Mountain in Ellsworth Land, Antarctica

Opalchenie Peak (връх Опълчение, /bg/) is the peak rising to 4507 m at the south extremity of the ice-covered Vinson Plateau, Sentinel Range in the Ellsworth Mountains, Antarctica. It is of low topographic prominence, just 63 m, with parent summit Fukushima Peak (4634 m). The feature has a partly ice-free summit and south slopes, where two parallel ridges descend steeply southwestwards with Donnellan Glacier flowing in between and Mount Slaughter rising on the more southerly ridge.

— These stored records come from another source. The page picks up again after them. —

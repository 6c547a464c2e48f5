//! Constraint integration tests.
//!
//! Tests that verify jobs wait for their constraints, stop when a constraint
//! is lost mid-run and resume once it holds again.

use deferq::testing::{EchoWorker, GatedWorker, TestHarness};
use deferq::{
    ConstraintSet, DeviceSignals, Event, JobRequest, JobState, NetworkStatus, NetworkType,
    StopReason, WorkResult,
};
use std::sync::Arc;
use std::time::Duration;

use crate::common::RecordingHandler;

fn charging_only() -> JobRequest {
    JobRequest::builder("upload")
        .constraints(ConstraintSet::none().with_charging(true))
        .build()
        .unwrap()
}

#[tokio::test]
async fn test_job_waits_for_constraints() {
    let h = TestHarness::new()
        .with_signals(DeviceSignals::default())
        .with_worker("upload", EchoWorker)
        .start();

    let id = h.store.submit(charging_only()).await.unwrap();

    tokio::time::sleep(Duration::from_millis(100)).await;
    let record = h.store.get(&id).await.unwrap().unwrap();
    assert_eq!(record.state, JobState::Enqueued);
    assert_eq!(record.run_attempt_count, 0);

    h.signals.update(|s| s.charging = true);
    h.wait_for_state(&id, JobState::Succeeded).await;

    h.shutdown().await.unwrap();
}

#[tokio::test]
async fn test_network_type_is_matched() {
    let metered = DeviceSignals::default().with_network(Some(NetworkStatus {
        metered: true,
        roaming: false,
    }));
    let h = TestHarness::new()
        .with_signals(metered)
        .with_worker("upload", EchoWorker)
        .start();

    let unmetered = h
        .store
        .submit(
            JobRequest::builder("upload")
                .constraints(ConstraintSet::none().with_network(NetworkType::Unmetered))
                .build()
                .unwrap(),
        )
        .await
        .unwrap();
    let connected = h
        .store
        .submit(
            JobRequest::builder("upload")
                .constraints(ConstraintSet::none().with_network(NetworkType::Connected))
                .build()
                .unwrap(),
        )
        .await
        .unwrap();

    h.wait_for_state(&connected, JobState::Succeeded).await;
    let record = h.store.get(&unmetered).await.unwrap().unwrap();
    assert_eq!(record.state, JobState::Enqueued);

    h.signals.update(|s| {
        s.network = Some(NetworkStatus {
            metered: false,
            roaming: false,
        })
    });
    h.wait_for_state(&unmetered, JobState::Succeeded).await;

    h.shutdown().await.unwrap();
}

#[tokio::test]
async fn test_losing_a_constraint_stops_and_blocks_the_job() {
    let recorder = RecordingHandler::new();
    let bus = recorder.bus().await;
    let gate = Arc::new(GatedWorker::new(WorkResult::success()));
    let h = TestHarness::new()
        .with_shared_worker("upload", gate.clone())
        .start_with(|s| s.with_event_bus(bus));

    let id = h.store.submit(charging_only()).await.unwrap();
    h.wait_for_state(&id, JobState::Running).await;

    h.signals.update(|s| s.charging = false);
    let record = h.wait_for_state(&id, JobState::Blocked).await;
    assert_eq!(record.stop_reason, StopReason::ConstraintCharging);
    assert!(record.execution_id.is_none());

    h.signals.update(|s| s.charging = true);
    h.wait_for(&id, |r| r.state == JobState::Running && r.run_attempt_count == 2, "second run")
        .await;
    assert_eq!(gate.started(), 2);

    gate.release();
    h.wait_for_state(&id, JobState::Succeeded).await;

    h.shutdown().await.unwrap();

    let stopped = recorder
        .count(|e| {
            matches!(
                e,
                Event::JobStopped { reason: StopReason::ConstraintCharging, .. }
            )
        })
        .await;
    assert_eq!(stopped, 1);
}

#[tokio::test]
async fn test_constraints_can_be_forced() {
    let h = TestHarness::new()
        .with_signals(DeviceSignals::default())
        .with_worker("upload", EchoWorker)
        .start();

    let id = h.store.submit(charging_only()).await.unwrap();
    h.driver.set_all_constraints_met(&id).await.unwrap();

    h.wait_for_state(&id, JobState::Succeeded).await;

    h.shutdown().await.unwrap();
}

#[tokio::test]
async fn test_forced_constraints_cover_one_run() {
    let h = TestHarness::new()
        .with_signals(DeviceSignals::default())
        .with_worker("upload", EchoWorker)
        .start();

    let request = JobRequest::builder("upload")
        .constraints(ConstraintSet::none().with_charging(true))
        .periodic(Duration::from_secs(3600))
        .build()
        .unwrap();
    let id = h.store.submit(request).await.unwrap();
    h.driver.set_all_constraints_met(&id).await.unwrap();
    h.wait_for(&id, |r| r.period_count == 1, "first period").await;

    h.clock.advance(Duration::from_secs(3600));
    tokio::time::sleep(Duration::from_millis(100)).await;
    let record = h.store.get(&id).await.unwrap().unwrap();
    assert_eq!(record.state, JobState::Enqueued);
    assert_eq!(record.period_count, 1);

    h.signals.update(|s| s.charging = true);
    h.wait_for(&id, |r| r.period_count == 2, "second period").await;

    h.shutdown().await.unwrap();
}

#[tokio::test]
async fn test_paused_scheduler_starts_nothing() {
    let h = TestHarness::new().with_worker("upload", EchoWorker).start();

    h.handle.pause().await.unwrap();
    let id = h.store.submit(charging_only()).await.unwrap();

    tokio::time::sleep(Duration::from_millis(100)).await;
    let record = h.store.get(&id).await.unwrap().unwrap();
    assert_eq!(record.state, JobState::Enqueued);

    h.handle.resume().await.unwrap();
    h.wait_for_state(&id, JobState::Succeeded).await;

    h.shutdown().await.unwrap();
}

The northerly ridge was climbed up to the summit plateau by American Robert Anderson in November 1992, and subsequently used to establish a new route to Mount Vinson in 2003. Opalchenie Peak overlooks Vinson Plateau on the north, Craddock Massif on the southeast and upper Nimitz Glacier area on the southwest.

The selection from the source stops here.